//! Task orchestration: extraction, sequential page processing, assembly.
//!
//! ## Stages
//!
//! ```text
//! Created ─▶ Extracting ──(error / cancel)──▶ Failed      one Error event
//!                │
//!                ▼
//!          ProcessingPages   page 1 … page N, in ascending order, one at a time
//!                │           a failed page becomes a fallback page
//!                ▼
//!           Assembling ─▶ Completed                       one task_completed event
//! ```
//!
//! Pages run strictly one after another. The generator sits behind a
//! process-wide rate gate and each page holds its own render session, so
//! nothing would be gained by overlapping them; separate tasks do run
//! concurrently.
//!
//! Temporary artefacts (downloaded or uploaded input, page rasters) are
//! owned by values that delete them on drop. Both are dropped before the
//! terminal event is published, on every path.

use crate::assemble::ResultAssembler;
use crate::config::ConversionConfig;
use crate::error::Pdf2HtmlError;
use crate::output::{ConversionResult, PageResult, ResultStatus};
use crate::pipeline::generate::VlmGenerator;
use crate::pipeline::input::ResolvedInput;
use crate::pipeline::rasterize::PdfiumRasterizer;
use crate::pipeline::screenshot::ChromeRenderer;
use crate::pipeline::{Extraction, Generator, RasterPage, Rasterizer, Renderer};
use crate::progress::ProgressEvent;
use crate::ratelimit::RateGate;
use crate::registry::TaskRegistry;
use crate::runner::{Notify, PageJob, PageJobRunner, RunnerSettings};
use crate::task::{ConversionTask, TaskId, TaskStatus};
use std::sync::Arc;
use std::time::Instant;
use tokio_util::sync::CancellationToken;
use tracing::{debug, error, info, info_span, warn, Instrument};

/// Drives conversion tasks from input to combined document.
///
/// Cheap to clone; clones share the registry and collaborators.
#[derive(Clone)]
pub struct TaskOrchestrator {
    registry: Arc<TaskRegistry>,
    rasterizer: Arc<dyn Rasterizer>,
    runner: Arc<PageJobRunner>,
    assembler: Arc<ResultAssembler>,
}

impl TaskOrchestrator {
    pub fn new(
        registry: Arc<TaskRegistry>,
        rasterizer: Arc<dyn Rasterizer>,
        generator: Arc<dyn Generator>,
        renderer: Arc<dyn Renderer>,
        config: &ConversionConfig,
    ) -> Self {
        Self {
            registry,
            rasterizer,
            runner: Arc::new(PageJobRunner::new(
                generator,
                renderer,
                RunnerSettings::from(config),
            )),
            assembler: Arc::new(ResultAssembler::default()),
        }
    }

    /// Wire up the default collaborators: pdfium, the configured VLM behind a
    /// fresh rate gate, and headless Chrome.
    pub fn from_config(
        config: &ConversionConfig,
        registry: Arc<TaskRegistry>,
    ) -> Result<Self, Pdf2HtmlError> {
        let gate = Arc::new(RateGate::new(config.rate_limit_interval()));
        let generator = VlmGenerator::from_config(config, gate)?;
        let renderer = ChromeRenderer::from_config(config)?;
        Ok(Self::new(
            registry,
            Arc::new(PdfiumRasterizer::from_config(config)),
            Arc::new(generator),
            Arc::new(renderer),
            config,
        ))
    }

    /// Replace the default assembler, e.g. to change the fallback title.
    pub fn with_assembler(mut self, assembler: ResultAssembler) -> Self {
        self.assembler = Arc::new(assembler);
        self
    }

    pub fn registry(&self) -> &Arc<TaskRegistry> {
        &self.registry
    }

    /// Register a task and run it in the background. Returns immediately.
    ///
    /// The cancellation token is taken before spawning, so removing the task
    /// before the background run starts still stops it.
    pub fn submit(&self, input: ResolvedInput) -> TaskId {
        let id = self.registry.create(input.label());
        let Some(cancel) = self.registry.cancellation_token(id) else {
            debug!(task_id = %id, "task removed before it could start");
            return id;
        };
        let this = self.clone();
        tokio::spawn(async move {
            this.execute(id, input, cancel)
                .instrument(info_span!("task", task_id = %id))
                .await;
        });
        id
    }

    /// Register a task and run it to completion.
    pub async fn run(&self, input: ResolvedInput) -> ConversionResult {
        let id = self.registry.create(input.label());
        self.run_task(id, input).await
    }

    /// Run an already registered task. A task that is no longer registered
    /// is not run at all.
    pub async fn run_task(&self, id: TaskId, input: ResolvedInput) -> ConversionResult {
        let Some(cancel) = self.registry.cancellation_token(id) else {
            let e = Pdf2HtmlError::TaskNotFound(id);
            warn!(task_id = %id, error = %e, "refusing to run unregistered task");
            return error_result(id, e.to_string(), Instant::now());
        };
        self.execute(id, input, cancel)
            .instrument(info_span!("task", task_id = %id))
            .await
    }

    /// Request cancellation. Pages not yet finished become fallback pages.
    pub fn cancel(&self, id: TaskId) -> bool {
        self.registry.cancel(id)
    }

    async fn execute(
        &self,
        id: TaskId,
        input: ResolvedInput,
        cancel: CancellationToken,
    ) -> ConversionResult {
        let started = Instant::now();
        let broadcaster = Arc::clone(self.registry.broadcaster());
        info!(source = %input.label(), "conversion started");

        // ── Extraction ───────────────────────────────────────────────────
        self.transition(id, |t| t.advance(TaskStatus::Extracting));
        broadcaster.publish(ProgressEvent::message(id, "Extracting pages from PDF"));

        let extracted = tokio::select! {
            biased;
            _ = cancel.cancelled() => Err(Pdf2HtmlError::Cancelled(id)),
            result = self.rasterizer.rasterize(input.path()) => result,
        };
        let extraction = match extracted {
            Ok(extraction) => extraction,
            Err(e) => {
                drop(input);
                error!(error = %e, "extraction failed");
                let message = e.to_string();
                self.transition(id, |t| t.fail(message.clone()));
                broadcaster.publish(ProgressEvent::error(id, message.clone(), Some(e.code())));
                return error_result(id, message, started);
            }
        };

        // ── Pages ────────────────────────────────────────────────────────
        let total = extraction.pages.len();
        info!(pages = total, "extraction finished");
        self.transition(id, |t| {
            t.set_page_count(total);
            t.advance(TaskStatus::ProcessingPages)
        });
        broadcaster.publish(ProgressEvent::page_progress(
            id,
            format!("Extracted {total} pages"),
            0,
            total,
            0,
            None,
        ));

        let (results, errors) = self.process_pages(id, &extraction, &cancel).await;

        // ── Assembly ─────────────────────────────────────────────────────
        self.transition(id, |t| t.advance(TaskStatus::Assembling));
        broadcaster.publish(ProgressEvent::message(id, "Assembling document"));
        let document = self.assembler.combine(&results, &extraction.metadata);
        drop(extraction);
        drop(input);

        let html = document.html.clone();
        let stored = document.clone();
        self.transition(id, move |t| t.complete(stored));
        let duration_secs = started.elapsed().as_secs_f64();
        broadcaster.publish(ProgressEvent::completed(
            id,
            ResultStatus::Success,
            Some(html),
            total,
            duration_secs,
            errors.clone(),
        ));
        info!(
            pages = total,
            failed = errors.len(),
            "conversion finished in {:.1}s",
            duration_secs
        );

        ConversionResult {
            task_id: id,
            status: ResultStatus::Success,
            pages: results,
            combined_document: Some(document),
            errors,
            duration_secs,
        }
    }

    /// Run every page in ascending order. Returns page results and the
    /// messages of pages that fell back.
    async fn process_pages(
        &self,
        id: TaskId,
        extraction: &Extraction,
        cancel: &CancellationToken,
    ) -> (Vec<PageResult>, Vec<String>) {
        let broadcaster = self.registry.broadcaster();
        let mut ordered: Vec<&RasterPage> = extraction.pages.iter().collect();
        ordered.sort_by_key(|p| p.page_number);
        let total = ordered.len();

        let mut results = Vec::with_capacity(total);
        let mut errors = Vec::new();

        for (idx, raster) in ordered.into_iter().enumerate() {
            let n = raster.page_number;
            let position = idx + 1;
            broadcaster.publish(ProgressEvent::page_progress(
                id,
                format!("Processing page {position} of {total}"),
                position,
                total,
                idx,
                None,
            ));

            let notify: Notify<'_> = &|message, markup| {
                broadcaster.publish(ProgressEvent::page_progress(
                    id, message, position, total, idx, markup,
                ));
            };
            let result = match self.runner.process(PageJob::new(raster), cancel, notify).await {
                Ok(result) => result,
                Err(e) => {
                    warn!(page = n, error = %e, "page failed, using fallback");
                    let message = e.to_string();
                    errors.push(message.clone());
                    self.with_task(id, |t| t.push_error(message));
                    PageResult::fallback(n, raster.geometry, raster.pixel_geometry, e)
                }
            };

            self.with_task(id, ConversionTask::record_page_done);
            broadcaster.publish(ProgressEvent::page_completed(
                id,
                n,
                result.markup.clone(),
                position,
                total,
            ));
            results.push(result);
        }
        (results, errors)
    }

    /// Apply a status change. A rejected change is a bug worth a warning;
    /// a task removed mid-run is not.
    fn transition(
        &self,
        id: TaskId,
        change: impl FnOnce(&mut ConversionTask) -> Result<(), Pdf2HtmlError>,
    ) {
        match self.registry.update(id, change) {
            Ok(Ok(())) => {}
            Ok(Err(e)) => warn!(error = %e, "status change rejected"),
            Err(e) => debug!(error = %e, "task no longer registered"),
        }
    }

    fn with_task(&self, id: TaskId, change: impl FnOnce(&mut ConversionTask)) {
        if let Err(e) = self.registry.update(id, change) {
            debug!(error = %e, "task no longer registered");
        }
    }
}

fn error_result(id: TaskId, message: String, started: Instant) -> ConversionResult {
    ConversionResult {
        task_id: id,
        status: ResultStatus::Error,
        pages: Vec::new(),
        combined_document: None,
        errors: vec![message],
        duration_secs: started.elapsed().as_secs_f64(),
    }
}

TASK STATEMENT:
Please report every line of the records above that contains the word "TaskOrchestrator".

ANSWER TO THIS TASK:
pub struct TaskOrchestrator {
impl TaskOrchestrator {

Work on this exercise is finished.